Dice: 3 d10 TN6 (6, 8, 9) ( success x 3 )

David
[Should've been diff 7, so two suxx! Still good. :)]

Verna Gardner
[Charisma! (0 intimidate, so up diff by 1) = I am totally capable of this, I am cool, calm Verna]

Dice: 4 d10 TN7 (4, 7, 8, 10) ( success x 3 )

David
[David, willpower not to waver.]

Dice: 6 d10 TN6 (1, 5, 6, 7, 9, 10) ( success x 4 )

David
[Stake to the heart, diablerist, who is very good at acting like a human for some reason, pfah. Melee + Dex. Diff: 9.]

Dice: 5 d10 TN9 (5, 7, 8, 8, 9) ( success x 1 )

David
[Damage. Strength (2) + 1 (Stake) + 2 (Heart-targeting!)]

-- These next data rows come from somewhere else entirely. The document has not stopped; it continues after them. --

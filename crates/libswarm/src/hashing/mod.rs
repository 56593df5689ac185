// Chunk verification off the network thread.

mod hash_check_queue;
mod hash_chunk;
mod hash_queue;

pub use hash_chunk::HashChunk;
pub use hash_queue::{HashDone, HashQueue};

/// Tells apart the downloads sharing a [`HashQueue`].
pub type DownloadId = usize;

Dice: 5 d10 TN6 (4, 6, 6, 7, 9) ( success x 4 )

cruor
The doppelgangar, the René Jacobs who is here, who will answer to that name, who will know who Verna thinks about sometimes when she is sad; he is fast. He is fast. He is in the lead. He wasn't fast enough, and: both Jacobs and the cold larger-than-life biker woman Hell's angels it's a joke see the crucifix at her throat didn't have a chance to stop David from bringing the stake down.

He wavers. Verna looks like she means business: the gun might give her that with some people, but not David. No; it's the expression in her eyes, the intent that he reads there. Verna is terrifying, and he has to control his hand. He knows what she could do to him: He read it on her fucking soul. He still doesn't realize anybody else is coming when he brings the stake down and --

-- the wood pierces skin and bone and finds Verna's heart and it hurts it hurts it hurts more than anything that's ever happened to her, physically, it hurts when the thing goes right through her.

---

Round Summary:

Nice Lady: still coming.

Jacobs: Ready for the next round!

Verna! >.> 4L to the heart. In desperate need of medical attention.

David: Holding a stake in Verna's heart.

Verna Gardner
He advances, and the sight of the gun doesn't stop him, and it all happens so fast. Verna's not used to battle. He's upon her, and the barrier she made with her little briefcase is nothing. He just keeps going. Time slows down, she can see the sharp pointed arc of the stake coming for her, and she's got her finger on the trigger, but it's not quick enough.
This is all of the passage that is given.